Um olho no negócio, outro no mundo
Fico sabendo que a Chocolates Prawer, de Gramado (RS), começou a nascer quando seu fundador, em viagem de passeio a Bariloche, enxergou semelhanças entre as duas cidades turísticas. Com uma diferença: na argentina, havia uma forte produção de chocolate artesanal sem equivalente por aqui – e tratou de aproveitar a oportunidade de iniciá-la no município gaúcho (Zero Hora, 16/04/22).
Foi em um evento internacional de mídia, nos Estados Unidos, que Nelson Sirotsky percebeu não haver futuro para a Rádio Gaúcha fora da segmentação em notícias e esporte. E propôs ao pai, Maurício, a mudança de programação que a alçaria à liderança do AM qualificado no estado, conforme conta em sua autobiografia (“O oitavo dia”, 2018).
Um pioneiro da internacionalização da indústria brasileira, com parcerias nos Estados Unidos e no Japão, Paulo Vellinho, ex-presidente da Springer, é taxativo quanto ao valor de um rolê de negócios: “uma viagem de trabalho bem aproveitada se paga mil vezes” (“O realizador de um sonho chamado Springer”, 2018, p. 171).
O que os três exemplos têm em comum? Se o leitor acha que é a relevância das viagens para os negócios, acertou. Mas se for mais a fundo e responder sobre a importância de olhar para fora do cercadinho de uma empresa ou de um mercado, não só acerta como ainda ganha uma estrelinha.
Uma obviedade?
Nem tanto. Pegue-se o caso da Inbev, a maior fabricante mundial de cervejas. Obsessiva com corte de custos e ganhos de produtividade, a companhia de origem brasileira não percebeu a movimentação dos consumidores em direção às bebidas artesanais. Quando se deu conta, restou ao seu maior acionista, Jorge Paulo Lemann, confessar-se “um dinossauro assustado” e correr atrás do prejuízo, adquirindo rivais.

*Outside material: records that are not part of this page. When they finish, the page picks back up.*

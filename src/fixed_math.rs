//! Deterministic fixed-point path costs.
//!
//! Search costs use fixed-point arithmetic so that two machines replaying the
//! same edits and requests produce bit-identical routes, independent of the
//! platform's float behaviour or of which worker thread ran the search.

use fixed::types::I48F16;

/// Fixed-point number type used for all path costs.
///
/// Uses I48F16 format: 48 bits for the integer part, 16 bits for the fractional part.
/// This provides a range of approximately ±140 trillion with a precision of ~0.000015.
pub type FixedNum = I48F16;

/// Cost of one orthogonal step.
pub const ORTHOGONAL_COST: FixedNum = FixedNum::ONE;

/// Cost of one diagonal step: √2 rounded to the nearest 1/65536.
pub const DIAGONAL_COST: FixedNum = FixedNum::from_bits(92_682);

/// Octile distance between two cells, in base step costs.
///
/// Exact cost of an unobstructed 8-connected route.
pub fn octile(dx: i32, dy: i32) -> FixedNum {
    let dx = dx.unsigned_abs();
    let dy = dy.unsigned_abs();
    let (lo, hi) = if dx < dy { (dx, dy) } else { (dy, dx) };
    DIAGONAL_COST * FixedNum::from_num(lo) + ORTHOGONAL_COST * FixedNum::from_num(hi - lo)
}

/// Manhattan distance, the exact cost of an unobstructed 4-connected route.
pub fn manhattan(dx: i32, dy: i32) -> FixedNum {
    FixedNum::from_num(dx.unsigned_abs() + dy.unsigned_abs())
}

/// Convert a float config value, clamping to a sane positive range.
pub fn from_config(value: f32, min: f32) -> FixedNum {
    if value.is_finite() {
        FixedNum::from_num(value.max(min))
    } else {
        FixedNum::from_num(min)
    }
}
//! Shared grid data structures used by the navigation modules.
//!
//! The walkability grid is the single source of truth for passability; the
//! flood fill is the region-growing primitive used by the region index and by
//! zone tooling.

mod flood_fill;
mod walkability;

pub use flood_fill::{FloodFill, FloodOutcome, NeighborBuf, Neighborhood};
pub use walkability::{classify_tile, Terrain, TileObject, WalkabilityGrid};
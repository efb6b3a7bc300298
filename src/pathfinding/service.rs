//! Asynchronous path search.
//!
//! Requests become [`SearchJob`]s on a crossbeam channel drained by a fixed
//! pool of named worker threads. Each job carries an immutable
//! [`SearchSnapshot`], so workers never touch the live grid. Finished
//! searches travel back on a completion channel and are turned into
//! [`Path`]s and handed to their callbacks by [`PathSearchService::pump`] on
//! the simulation thread. Callbacks never leave that thread.
//!
//! With `worker_count = 0` no threads are spawned and `pump` runs the queued
//! searches itself, in submission order.

use super::astar::{self, SearchParams, SearchSnapshot};
use super::error::PathError;
use super::movement::MovementModifier;
use super::path::{Path, PathTrack};
use super::smoothing::{self, SmoothedRoute};
use super::types::{Cell, RequestId};
use crate::config::NavConfig;
use crate::structures::WalkabilityGrid;
use crossbeam_channel::{Receiver, RecvTimeoutError, Sender};
use rustc_hash::{FxHashMap, FxHashSet};
use std::collections::VecDeque;
use std::panic::{self, AssertUnwindSafe};
use std::sync::atomic::{AtomicUsize, Ordering};
use std::sync::{Arc, Weak};
use std::thread::{self, JoinHandle};
use std::time::{Duration, Instant};
use tracing::{debug, error, info, warn};

/// Completion callback. Runs exactly once, inside `pump`.
pub type PathCallback = Box<dyn FnOnce(Result<Path, PathError>) + Send>;

/// What `request_path` did with a request.
#[derive(Clone, Copy, Debug, PartialEq, Eq)]
pub enum RequestStatus {
    Queued(RequestId),
    /// Rejected without searching. The callback still receives the error on
    /// the next pump.
    Rejected(RequestId, PathError),
}

impl RequestStatus {
    pub fn id(&self) -> RequestId {
        match *self {
            Self::Queued(id) | Self::Rejected(id, _) => id,
        }
    }

    pub fn is_queued(&self) -> bool {
        matches!(self, Self::Queued(_))
    }
}

/// Service counters for telemetry.
#[derive(Clone, Copy, Debug, Default, PartialEq, Eq)]
pub struct ServiceStats {
    pub queued: usize,
    pub running: usize,
    pub delivered: u64,
    pub rejected: u64,
    /// Searches that ended in `NoPath`.
    pub failed: u64,
    /// Live paths invalidated by edits.
    pub invalidated: u64,
    /// Paths computed against an older snapshot and validated before delivery.
    pub stale_deliveries: u64,
}

/// A request handed to a worker.
struct SearchJob {
    id: RequestId,
    start: Cell,
    goal: Cell,
    modifier: Arc<dyn MovementModifier>,
    snapshot: SearchSnapshot,
}

struct FoundRoute {
    raw: Vec<Cell>,
    smoothed: SmoothedRoute,
}

/// A finished search travelling back to the simulation thread.
struct SearchOutcome {
    id: RequestId,
    result: Result<FoundRoute, PathError>,
    snapshot: SearchSnapshot,
}

#[derive(Clone, Copy, Debug)]
struct WorkerSettings {
    params: SearchParams,
    smoothing: bool,
    slow_search: Duration,
}

#[derive(Default)]
struct Counters {
    queued: AtomicUsize,
    running: AtomicUsize,
}

/// Run one search. Panics inside the search are reported as `NoPath`.
fn run_job(job: SearchJob, settings: &WorkerSettings) -> SearchOutcome {
    let started = Instant::now();
    let SearchJob {
        id,
        start,
        goal,
        modifier,
        snapshot,
    } = job;

    let result = panic::catch_unwind(AssertUnwindSafe(|| -> Result<FoundRoute, PathError> {
        let raw = astar::find_path(&snapshot, start, goal, modifier.as_ref(), &settings.params)?;
        // Any-angle shortcuts would break a 4-connected movement model.
        let shortcut = settings.smoothing && snapshot.diagonal_movement();
        let smoothed = smoothing::smooth(&snapshot, &raw, modifier.as_ref(), shortcut);
        Ok(FoundRoute { raw, smoothed })
    }))
    .unwrap_or_else(|_| {
        error!("[PATHFINDING] Search {:?} from {} to {} panicked, reporting NoPath", id, start, goal);
        Err(PathError::NoPath)
    });

    let elapsed = started.elapsed();
    if elapsed > settings.slow_search {
        warn!(
            "[PATHFINDING] Slow search {:?} from {} to {}: {:?}",
            id, start, goal, elapsed
        );
    }

    SearchOutcome { id, result, snapshot }
}

/// Live-path registry size below which `pump` skips pruning.
const LIVE_PRUNE_MIN: usize = 64;

/// Main loop of a search worker. Exits when the job channel closes.
///
/// The worker that leaves the pool idle posts on `idle` to wake `wait_idle`.
fn worker_loop(
    jobs: Receiver<SearchJob>,
    done: Sender<SearchOutcome>,
    idle: Sender<()>,
    counters: Arc<Counters>,
    settings: WorkerSettings,
) {
    while let Ok(job) = jobs.recv() {
        counters.running.fetch_add(1, Ordering::AcqRel);
        counters.queued.fetch_sub(1, Ordering::AcqRel);

        let outcome = run_job(job, &settings);
        // Running drops only after the outcome is visible to `pump`.
        let _ = done.send(outcome);
        counters.running.fetch_sub(1, Ordering::AcqRel);

        if counters.queued.load(Ordering::Acquire) + counters.running.load(Ordering::Acquire) == 0 {
            // Full means a wakeup is already pending.
            let _ = idle.try_send(());
        }
    }
}

/// Queue, worker pool and delivery side of path search.
pub struct PathSearchService {
    job_tx: Option<Sender<SearchJob>>,
    done_tx: Sender<SearchOutcome>,
    done_rx: Receiver<SearchOutcome>,
    idle_rx: Receiver<()>,
    /// Jobs run by `pump` itself when there are no workers.
    inline_jobs: VecDeque<SearchJob>,
    workers: Vec<JoinHandle<()>>,
    counters: Arc<Counters>,
    settings: WorkerSettings,
    callbacks: FxHashMap<RequestId, PathCallback>,
    rejected: VecDeque<(RequestId, PathError)>,
    live: Vec<Weak<PathTrack>>,
    /// Registry length that triggers the next prune in `pump`.
    live_prune_at: usize,
    next_id: u64,
    stats: ServiceStats,
    high_pending_warn: usize,
    pending_warned: bool,
}

impl PathSearchService {
    pub fn new(config: &NavConfig) -> Self {
        let (job_tx, job_rx) = crossbeam_channel::unbounded::<SearchJob>();
        let (done_tx, done_rx) = crossbeam_channel::unbounded::<SearchOutcome>();
        let (idle_tx, idle_rx) = crossbeam_channel::bounded::<()>(1);
        let counters = Arc::new(Counters::default());
        let settings = WorkerSettings {
            params: SearchParams::from_config(config),
            smoothing: config.smoothing,
            slow_search: Duration::from_millis(config.slow_search_warn_ms),
        };

        let mut workers = Vec::with_capacity(config.worker_count);
        for i in 0..config.worker_count {
            let jobs = job_rx.clone();
            let done = done_tx.clone();
            let idle = idle_tx.clone();
            let counters = Arc::clone(&counters);
            let spawned = thread::Builder::new()
                .name(format!("nav-search-{i}"))
                .spawn(move || worker_loop(jobs, done, idle, counters, settings));
            match spawned {
                Ok(handle) => workers.push(handle),
                Err(e) => error!("[PATHFINDING] Failed to spawn search worker {}: {}", i, e),
            }
        }

        if workers.is_empty() {
            info!("[PATHFINDING] Search service running inline (no worker threads)");
        } else {
            info!("[PATHFINDING] Search service started with {} workers", workers.len());
        }

        Self {
            job_tx: (!workers.is_empty()).then_some(job_tx),
            done_tx,
            done_rx,
            idle_rx,
            inline_jobs: VecDeque::new(),
            workers,
            counters,
            settings,
            callbacks: FxHashMap::default(),
            rejected: VecDeque::new(),
            live: Vec::new(),
            live_prune_at: LIVE_PRUNE_MIN,
            next_id: 0,
            stats: ServiceStats::default(),
            high_pending_warn: config.high_pending_warn,
            pending_warned: false,
        }
    }

    fn next_request_id(&mut self) -> RequestId {
        let id = RequestId(self.next_id);
        self.next_id += 1;
        id
    }

    pub fn worker_count(&self) -> usize {
        self.workers.len()
    }

    /// Record a request rejected before searching.
    pub fn reject(&mut self, error: PathError, callback: PathCallback) -> RequestId {
        let id = self.next_request_id();
        self.callbacks.insert(id, callback);
        self.rejected.push_back((id, error));
        self.stats.rejected += 1;
        debug!("[PATHFINDING] Request {:?} rejected: {}", id, error);
        id
    }

    /// Queue a search against `snapshot`.
    pub fn submit(
        &mut self,
        start: Cell,
        goal: Cell,
        modifier: Arc<dyn MovementModifier>,
        snapshot: SearchSnapshot,
        callback: PathCallback,
    ) -> RequestId {
        let id = self.next_request_id();
        self.callbacks.insert(id, callback);
        let job = SearchJob {
            id,
            start,
            goal,
            modifier,
            snapshot,
        };

        self.counters.queued.fetch_add(1, Ordering::AcqRel);
        match &self.job_tx {
            Some(tx) => {
                if let Err(e) = tx.send(job) {
                    // All workers are gone; fall back to running it ourselves.
                    error!("[PATHFINDING] Search queue closed, running {:?} inline", id);
                    self.inline_jobs.push_back(e.into_inner());
                }
            }
            None => self.inline_jobs.push_back(job),
        }

        let pending = self.pending_count();
        if pending > self.high_pending_warn && !self.pending_warned {
            warn!("[PATHFINDING] {} path requests pending (threshold {})", pending, self.high_pending_warn);
            self.pending_warned = true;
        } else if pending <= self.high_pending_warn / 2 {
            self.pending_warned = false;
        }
        id
    }

    /// Queued plus running searches.
    pub fn pending_count(&self) -> usize {
        self.counters.queued.load(Ordering::Acquire) + self.counters.running.load(Ordering::Acquire)
    }

    pub fn stats(&self) -> ServiceStats {
        ServiceStats {
            queued: self.counters.queued.load(Ordering::Acquire),
            running: self.counters.running.load(Ordering::Acquire),
            ..self.stats
        }
    }

    /// Block until no search is queued or running, or `timeout` passes.
    /// Returns whether the service went idle. Completions still need a `pump`.
    ///
    /// Inline mode has nothing running in the background and returns at once.
    pub fn wait_idle(&self, timeout: Duration) -> bool {
        if self.workers.is_empty() {
            return true;
        }
        let deadline = Instant::now() + timeout;
        loop {
            if self.pending_count() == 0 {
                return true;
            }
            let remaining = deadline.saturating_duration_since(Instant::now());
            if remaining.is_zero() {
                return false;
            }
            match self.idle_rx.recv_timeout(remaining) {
                // May be a leftover wakeup from an earlier batch; recheck.
                Ok(()) => continue,
                Err(RecvTimeoutError::Timeout) | Err(RecvTimeoutError::Disconnected) => {
                    return self.pending_count() == 0;
                }
            }
        }
    }

    /// Deliver every finished request to its callback. Must be called from
    /// the simulation thread with the current grid and edit version.
    ///
    /// Results computed against an older snapshot are checked against `grid`
    /// first: a path whose footprint crosses a cell that degraded since its
    /// snapshot is delivered already invalid.
    pub fn pump(&mut self, grid: &WalkabilityGrid, version: u64) -> usize {
        let mut delivered = 0;

        while let Some((id, error)) = self.rejected.pop_front() {
            if let Some(callback) = self.callbacks.remove(&id) {
                callback(Err(error));
                delivered += 1;
            }
        }

        while let Some(job) = self.inline_jobs.pop_front() {
            self.counters.running.fetch_add(1, Ordering::AcqRel);
            self.counters.queued.fetch_sub(1, Ordering::AcqRel);
            let outcome = run_job(job, &self.settings);
            let _ = self.done_tx.send(outcome);
            self.counters.running.fetch_sub(1, Ordering::AcqRel);
        }

        while let Ok(outcome) = self.done_rx.try_recv() {
            let Some(callback) = self.callbacks.remove(&outcome.id) else {
                warn!("[PATHFINDING] Completion for unknown request {:?}", outcome.id);
                continue;
            };
            delivered += 1;

            match outcome.result {
                Ok(route) => {
                    let path = Path::new(route.smoothed.waypoints, route.raw, route.smoothed.footprint, route.smoothed.segment_starts);
                    if outcome.snapshot.version() != version {
                        self.stats.stale_deliveries += 1;
                        let degraded = path
                            .remaining_footprint()
                            .iter()
                            .any(|&cell| grid.classify(cell) < outcome.snapshot.classify(cell));
                        if degraded && path.track().invalidate() {
                            self.stats.invalidated += 1;
                            debug!("[PATHFINDING] Request {:?} delivered invalid (grid changed mid-search)", outcome.id);
                        }
                    }
                    self.live.push(Arc::downgrade(path.track()));
                    self.stats.delivered += 1;
                    callback(Ok(path));
                }
                Err(error) => {
                    self.stats.failed += 1;
                    callback(Err(error));
                }
            }
        }

        self.prune_live();
        delivered
    }

    /// Drop registry entries whose path was dropped or already invalidated.
    ///
    /// Runs once the registry doubles since the last prune, so the cost stays
    /// amortised over deliveries.
    fn prune_live(&mut self) {
        if self.live.len() < self.live_prune_at {
            return;
        }
        let before = self.live.len();
        self.live.retain(|weak| weak.upgrade().is_some_and(|t| t.is_valid()));
        self.live_prune_at = (self.live.len() * 2).max(LIVE_PRUNE_MIN);
        debug!("[PATHFINDING] Pruned live path registry: {} -> {}", before, self.live.len());
    }

    /// Invalidate every live path whose remaining footprint crosses `cells`.
    /// Returns how many paths were newly invalidated.
    pub fn invalidate(&mut self, cells: &FxHashSet<Cell>) -> usize {
        let mut count = 0;
        self.live.retain(|weak| {
            let Some(track) = weak.upgrade() else { return false };
            if !track.is_valid() {
                return false;
            }
            if track.crosses(cells) && track.invalidate() {
                count += 1;
                return false;
            }
            true
        });
        if count > 0 {
            self.stats.invalidated += count as u64;
            debug!("[PATHFINDING] Invalidated {} live paths", count);
        }
        count
    }

    /// Paths delivered, still owned by someone and still valid.
    pub fn live_path_count(&self) -> usize {
        self.live.iter().filter(|w| w.upgrade().is_some_and(|t| t.is_valid())).count()
    }
}

impl Drop for PathSearchService {
    fn drop(&mut self) {
        // Closing the job channel ends every worker loop.
        self.job_tx.take();
        let mut joined = 0;
        for handle in self.workers.drain(..) {
            if handle.join().is_ok() {
                joined += 1;
            }
        }
        if joined > 0 {
            debug!("[PATHFINDING] Joined {} search workers", joined);
        }
    }
}
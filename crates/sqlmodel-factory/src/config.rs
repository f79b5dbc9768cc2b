//! Seeding run configuration.
//!
//! # Environment Variables
//!
//! - `SQLMODEL_SEED_DETERMINISTIC=1` - Associate every available key instead
//!   of a random count (for reproducible test suites)
//! - `SQLMODEL_SEED=<u64>` - Fixed seed for the random generator

use crate::error::{ConfigError, Error, Result};
use crate::random::StdSeedRng;
use std::env;

/// Environment variable toggling deterministic mode.
pub const DETERMINISTIC_ENV: &str = "SQLMODEL_SEED_DETERMINISTIC";

/// Environment variable holding a fixed generator seed.
pub const SEED_ENV: &str = "SQLMODEL_SEED";

/// The parent builder as seen by pivot population.
pub trait ParentBuilder {
    /// Randomized decisions are replaced by maximal values when true.
    fn is_deterministic(&self) -> bool;
}

/// Options for one seeding run.
#[derive(Debug, Clone, Default, PartialEq, Eq)]
pub struct SeedConfig {
    /// Replace random fan-out with the full available count
    pub deterministic: bool,
    /// Fixed generator seed (entropy when unset)
    pub seed: Option<u64>,
}

impl SeedConfig {
    /// Create a configuration with defaults (random mode, entropy seed).
    pub fn new() -> Self {
        Self::default()
    }

    /// Read configuration from `SQLMODEL_SEED_DETERMINISTIC` and `SQLMODEL_SEED`.
    pub fn from_env() -> Result<Self> {
        Self::from_lookup(|key| env::var(key).ok())
    }

    fn from_lookup(lookup: impl Fn(&str) -> Option<String>) -> Result<Self> {
        let mut config = Self::default();
        if let Some(raw) = lookup(DETERMINISTIC_ENV) {
            config.deterministic = parse_flag(DETERMINISTIC_ENV, &raw)?;
        }
        if let Some(raw) = lookup(SEED_ENV) {
            let seed = raw.trim().parse::<u64>().map_err(|e| {
                Error::Config(ConfigError {
                    message: format!("{SEED_ENV} must be an unsigned integer, got '{raw}'"),
                    source: Some(Box::new(e)),
                })
            })?;
            config.seed = Some(seed);
        }
        tracing::debug!(
            deterministic = config.deterministic,
            seed = ?config.seed,
            "Loaded seed configuration"
        );
        Ok(config)
    }

    /// Set deterministic mode.
    #[must_use]
    pub fn deterministic(mut self, enabled: bool) -> Self {
        self.deterministic = enabled;
        self
    }

    /// Set a fixed generator seed.
    #[must_use]
    pub fn seed(mut self, seed: u64) -> Self {
        self.seed = Some(seed);
        self
    }

    /// Build the random generator for this run.
    pub fn rng(&self) -> StdSeedRng {
        match self.seed {
            Some(seed) => StdSeedRng::seeded(seed),
            None => StdSeedRng::from_entropy(),
        }
    }
}

impl ParentBuilder for SeedConfig {
    fn is_deterministic(&self) -> bool {
        self.deterministic
    }
}

impl<B: ParentBuilder + ?Sized> ParentBuilder for &B {
    fn is_deterministic(&self) -> bool {
        (**self).is_deterministic()
    }
}

fn parse_flag(key: &str, raw: &str) -> Result<bool> {
    match raw.trim().to_lowercase().as_str() {
        "1" | "true" | "yes" | "on" => Ok(true),
        "0" | "false" | "no" | "off" | "" => Ok(false),
        _ => Err(Error::Config(ConfigError {
            message: format!("{key} must be a boolean flag, got '{raw}'"),
            source: None,
        })),
    }
}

Por quê? Bem, empresas são como pessoas. Contêm em seu código genético dois conjuntos de instruções que, a despeito de conflitantes, são essenciais à sobrevivência: aquelas que as impelem a cuidar do próprio jardim, ocupando-se da rotina conhecida e repetitiva, e aquelas que as levam a correr o mundo em busca de novidades. Empresas que ignoram o primeiro conjunto caem na falha da inconsistência e da imprevisibilidade; as que escorregam na segunda arriscam-se a estagnar, deixar de evoluir.
Como dificilmente um mesmo executivo é afeito às duas posturas, o ideal é que nas direções combinem-se perfis mais voltados “para dentro” com outros, mais preocupados com o que acontece fora. De tempos em tempos, de acordo com o momento da trajetória da organização e do mercado, ou conforme o próprio cenário econômico, a proeminência de uns e de outros vai se alternando.
Porque, como escreveu recentemente o jornalista Zeca Camargo, emérito viajante, “o que buscamos como turista é sempre uma experiência que não temos em casa” – o que não é motivo, claro, para descuidar-se dela.